I was given a local anaesthetic and a strong sedative, which promptly knocked me out. A general anaesthetic was not required for such a simple and quick procedure, I was assured.

However, I woke up with a surgeon seemingly wrist-deep in my guts. “I am awake,” I pleaded. “Almost done,” he insisted. I could now feel the pain as the anaesthetic faded.

The reality of the situation engulfed me. I was awake, ably conversing with a man who was fumbling around with my innards. To add insult to injury, I had not changed into a hospital gown and the fluid which had inflated me had now leaked out onto the bed. I was having this conversation while effectively lying in five litres of my own piss, which was slowly soaking into my pulled down jeans and rolled up jumper.

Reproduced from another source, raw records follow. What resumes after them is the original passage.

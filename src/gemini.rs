//! Gemini generateContent client.
//!
//! Two output modes: free-form text (batch classification, repaired
//! downstream) and schema-constrained JSON (single-item calls, where the
//! schema eliminates most parsing failures).

use serde_json::{json, Value};

use crate::fetcher::{FetchError, FetchResult, HttpFetcher};

const MODEL: &str = "gemini-2.0-flash";

pub struct GeminiClient {
    fetcher: HttpFetcher,
    api_key: String,
}

impl GeminiClient {
    pub fn new(fetcher: HttpFetcher, api_key: &str) -> Self {
        Self {
            fetcher,
            api_key: api_key.to_string(),
        }
    }

    fn endpoint(&self) -> String {
        format!(
            "https://generativelanguage.googleapis.com/v1beta/models/{}:generateContent?key={}",
            MODEL, self.api_key
        )
    }

    /// Free-form generation. The returned text is near-JSON at best; callers
    /// run it through the repair cascade.
    pub async fn generate(&self, prompt: &str) -> FetchResult<String> {
        let body = json!({
            "contents": [{"parts": [{"text": prompt}]}],
            "generationConfig": {"temperature": 0.1}
        });
        let response = self.fetcher.post_json(&self.endpoint(), &[], &body).await?;
        extract_text(&response)
    }

    /// Schema-constrained generation: the model is forced to emit JSON
    /// matching `schema`, so the result usually parses directly.
    pub async fn generate_json(&self, prompt: &str, schema: &Value) -> FetchResult<String> {
        let body = json!({
            "contents": [{"parts": [{"text": prompt}]}],
            "generationConfig": {
                "temperature": 0.1,
                "responseMimeType": "application/json",
                "responseSchema": schema
            }
        });
        let response = self.fetcher.post_json(&self.endpoint(), &[], &body).await?;
        extract_text(&response)
    }
}

/// Response shape: candidates[0].content.parts[*].text, concatenated. A
/// response with no candidates (safety block, empty generation) is retryable.
fn extract_text(response: &Value) -> FetchResult<String> {
    let parts = response
        .get("candidates")
        .and_then(|c| c.get(0))
        .and_then(|c| c.get("content"))
        .and_then(|c| c.get("parts"))
        .and_then(|p| p.as_array());
    let Some(parts) = parts else {
        return Err(FetchError::Retryable(format!(
            "generation returned no candidates: {}",
            truncate_for_log(response)
        )));
    };
    let text: String = parts
        .iter()
        .filter_map(|p| p.get("text").and_then(|t| t.as_str()))
        .collect();
    if text.trim().is_empty() {
        return Err(FetchError::Retryable("generation returned empty text".into()));
    }
    Ok(text)
}

fn truncate_for_log(v: &Value) -> String {
    let mut s = v.to_string();
    if s.len() > 200 {
        s.truncate(200);
        s.push_str("...");
    }
    s
}

/// Response schema for a single classification result.
pub fn classification_schema() -> Value {
    json!({
        "type": "object",
        "properties": {
            "type": {"type": "string"},
            "category": {"type": "string"},
            "tags": {"type": "array", "items": {"type": "string"}},
            "install": {"type": "string"},
            "platforms": {"type": "array", "items": {"type": "string"}},
            "summary": {"type": "string"}
        },
        "required": ["type", "category", "tags", "install", "platforms", "summary"]
    })
}

#[cfg(test)]
mod tests {
    use super::*;

    #[test]
    fn test_extract_text_concatenates_parts() {
        let response = json!({
            "candidates": [{"content": {"parts": [
                {"text": "[{\"type\":"},
                {"text": "\"skill\"}]"}
            ]}}]
        });
        assert_eq!(extract_text(&response).unwrap(), "[{\"type\":\"skill\"}]");
    }

    #[test]
    fn test_extract_text_empty_is_retryable() {
        let err = extract_text(&json!({"candidates": []})).unwrap_err();
        assert!(matches!(err, FetchError::Retryable(_)));
        let err = extract_text(&json!({
            "candidates": [{"content": {"parts": [{"text": "  "}]}}]
        }))
        .unwrap_err();
        assert!(matches!(err, FetchError::Retryable(_)));
    }

    #[test]
    fn test_classification_schema_fields() {
        let schema = classification_schema();
        let required = schema["required"].as_array().unwrap();
        assert_eq!(required.len(), 6);
    }
}
//! Staging table adapter: discovered-but-not-yet-classified candidates,
//! keyed by canonical repo id.
//!
//! Rediscovery refreshes metadata but must never regress a settled status or
//! reset the attempt counter, so upserts here are read-merge-write at the
//! adapter level. Batched writes degrade to per-record writes when a batch
//! fails, isolating the bad record.

use std::collections::HashMap;

use anyhow::{Context, Result};
use serde_json::{json, Value};

use crate::types::{ArtifactType, Candidate, EnrichStatus};
use crate::store::{Filter, SelectQuery, Store};

pub const TABLE: &str = "candidates";

/// Cumulative enrichment failures before a candidate is parked for good.
pub const MAX_ENRICH_ATTEMPTS: u32 = 3;

const WRITE_BATCH: usize = 50;

pub struct StagingStore<'a> {
    store: &'a dyn Store,
}

impl<'a> StagingStore<'a> {
    pub fn new(store: &'a dyn Store) -> Self {
        Self { store }
    }

    /// Upsert a wave of discovered candidates. Returns the number written.
    pub async fn upsert(&self, candidates: &[Candidate]) -> Result<usize> {
        if candidates.is_empty() {
            return Ok(0);
        }

        // Fetch the existing rows for these ids so status/attempts survive
        // rediscovery untouched. The select-to-write window is not atomic:
        // a candidate settled by a concurrent run in between is written back
        // as pending, re-enters the pending pool, and re-settles on the next
        // enrich pass. Every write converges, none is lost.
        let ids: Vec<String> = candidates.iter().map(|c| c.canonical_id()).collect();
        let existing = self
            .store
            .select(
                TABLE,
                &SelectQuery::default().filter(Filter::In("repo_id".into(), ids)),
            )
            .await?;
        let existing: HashMap<String, &Value> = existing
            .iter()
            .filter_map(|row| row["repo_id"].as_str().map(|id| (id.to_string(), row)))
            .collect();

        let rows: Vec<Value> = candidates
            .iter()
            .map(|c| self.merge_row(c, existing.get(c.canonical_id().as_str()).copied()))
            .collect();

        let mut written = 0;
        for chunk in rows.chunks(WRITE_BATCH) {
            match self.store.upsert(TABLE, chunk.to_vec(), "repo_id").await {
                Ok(rows) => written += rows.len(),
                Err(e) => {
                    // One malformed record must not block the batch.
                    eprintln!(
                        "\x1b[33m..\x1b[0m staging batch failed ({}), retrying per-record",
                        e
                    );
                    for row in chunk {
                        match self.store.upsert(TABLE, vec![row.clone()], "repo_id").await {
                            Ok(_) => written += 1,
                            Err(e) => {
                                let id = row["repo_id"].as_str().unwrap_or("?");
                                eprintln!("  \x1b[31mx\x1b[0m {} not staged: {}", id, e);
                            }
                        }
                    }
                }
            }
        }
        Ok(written)
    }

    /// Metadata fields refresh on rediscovery; status/attempt fields are
    /// append-only and carried over from the existing row.
    fn merge_row(&self, c: &Candidate, existing: Option<&Value>) -> Value {
        let mut row = json!({
            "repo_id": c.canonical_id(),
            "display_name": c.repo_id,
            "hint": c.hint.as_str(),
            "description": c.description,
            "language": c.language,
            "stars": c.stars,
            "forks": c.forks,
            "topics": c.topics,
            "pushed_at": c.pushed_at.map(|t| t.to_rfc3339()),
            "created_at": c.created_at.map(|t| t.to_rfc3339()),
            "status": EnrichStatus::Pending.as_str(),
            "attempts": 0,
        });
        if let Some(prev) = existing {
            let settled = prev["status"]
                .as_str()
                .and_then(EnrichStatus::parse)
                .map(|s| s.is_settled() || s == EnrichStatus::Failed)
                .unwrap_or(false);
            if settled {
                row["status"] = prev["status"].clone();
            }
            row["attempts"] = prev["attempts"].clone();
            if !prev["artifact_id"].is_null() {
                row["artifact_id"] = prev["artifact_id"].clone();
            }
            if !prev["last_error"].is_null() {
                row["last_error"] = prev["last_error"].clone();
            }
        }
        row
    }

    /// Candidates still eligible for enrichment: pending, plus failed ones
    /// with attempts below the cap. Skipped is terminal and never selected.
    pub async fn list_pending(
        &self,
        type_filter: Option<ArtifactType>,
        limit: usize,
    ) -> Result<Vec<Candidate>> {
        let mut query = SelectQuery::default()
            .filter(Filter::In(
                "status".into(),
                vec!["pending".into(), "failed".into()],
            ))
            .filter(Filter::Lt("attempts".into(), MAX_ENRICH_ATTEMPTS as i64))
            .order_by("stars", true)
            .limit(limit);
        if let Some(kind) = type_filter {
            query = query.filter(Filter::Eq("hint".into(), kind.as_str().into()));
        }
        let rows = self.store.select(TABLE, &query).await?;
        Ok(rows.iter().filter_map(row_to_candidate).collect())
    }

    /// Record one candidate's enrichment outcome. Failures increment the
    /// attempt counter; hitting the cap parks the candidate as skipped.
    /// Returns the status actually written.
    pub async fn mark_result(
        &self,
        repo_id: &str,
        status: EnrichStatus,
        error: Option<&str>,
    ) -> Result<EnrichStatus> {
        let (final_status, patch) = match status {
            EnrichStatus::Failed => {
                let attempts = self.current_attempts(repo_id).await? + 1;
                let final_status = if attempts >= MAX_ENRICH_ATTEMPTS {
                    EnrichStatus::Skipped
                } else {
                    EnrichStatus::Failed
                };
                (
                    final_status,
                    json!({
                        "status": final_status.as_str(),
                        "attempts": attempts,
                        "last_error": error,
                    }),
                )
            }
            other => (
                other,
                json!({
                    "status": other.as_str(),
                    "last_error": error,
                }),
            ),
        };
        self.store
            .patch(TABLE, &[Filter::Eq("repo_id".into(), repo_id.into())], patch)
            .await
            .with_context(|| format!("failed to mark {} as {}", repo_id, status.as_str()))?;
        Ok(final_status)
    }

    /// Link a candidate to its canonical artifact and settle it.
    pub async fn link_artifact(&self, repo_id: &str, artifact_id: i64) -> Result<()> {
        self.store
            .patch(
                TABLE,
                &[Filter::Eq("repo_id".into(), repo_id.into())],
                json!({
                    "status": EnrichStatus::Enriched.as_str(),
                    "artifact_id": artifact_id,
                    "last_error": Value::Null,
                }),
            )
            .await?;
        Ok(())
    }

    async fn current_attempts(&self, repo_id: &str) -> Result<u32> {
        let rows = self
            .store
            .select(
                TABLE,
                &SelectQuery::default()
                    .filter(Filter::Eq("repo_id".into(), repo_id.into()))
                    .limit(1),
            )
            .await?;
        Ok(rows
            .first()
            .and_then(|r| r["attempts"].as_u64())
            .unwrap_or(0) as u32)
    }
}

fn row_to_candidate(row: &Value) -> Option<Candidate> {
    let repo_id = row["display_name"]
        .as_str()
        .or_else(|| row["repo_id"].as_str())?
        .to_string();
    let hint = row["hint"]
        .as_str()
        .and_then(ArtifactType::parse)
        .unwrap_or(ArtifactType::FrameworkTool);
    let mut c = Candidate::new(repo_id, hint);
    c.description = row["description"].as_str().map(String::from);
    c.language = row["language"].as_str().map(String::from);
    c.stars = row["stars"].as_u64().unwrap_or(0);
    c.forks = row["forks"].as_u64().unwrap_or(0);
    c.topics = row["topics"]
        .as_array()
        .map(|a| a.iter().filter_map(|t| t.as_str().map(String::from)).collect())
        .unwrap_or_default();
    c.pushed_at = row["pushed_at"]
        .as_str()
        .and_then(|s| chrono::DateTime::parse_from_rfc3339(s).ok())
        .map(|t| t.with_timezone(&chrono::Utc));
    c.created_at = row["created_at"]
        .as_str()
        .and_then(|s| chrono::DateTime::parse_from_rfc3339(s).ok())
        .map(|t| t.with_timezone(&chrono::Utc));
    c.status = row["status"]
        .as_str()
        .and_then(EnrichStatus::parse)
        .unwrap_or(EnrichStatus::Pending);
    c.attempts = row["attempts"].as_u64().unwrap_or(0) as u32;
    c.last_error = row["last_error"].as_str().map(String::from);
    c.artifact_id = row["artifact_id"].as_i64();
    Some(c)
}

All things considered, I was outside of my comfort zone, and at no point did I think: ‘life is beginning’.

Life, in fact, felt very much like it was drawing to a close.

Take that, surf dude.

But then, as my imagined death grip on his throat loosened, and his sobbing partner composed herself, something did occur to me. After almost a decade of ill health, I was now sitting in a beautiful spa retreat, healthy and happy.

Maybe those excursions outside of my comfort zone were where a life was beginning after all, or, at the very least, restarting.

Still a fucking stupid T–shirt, mind.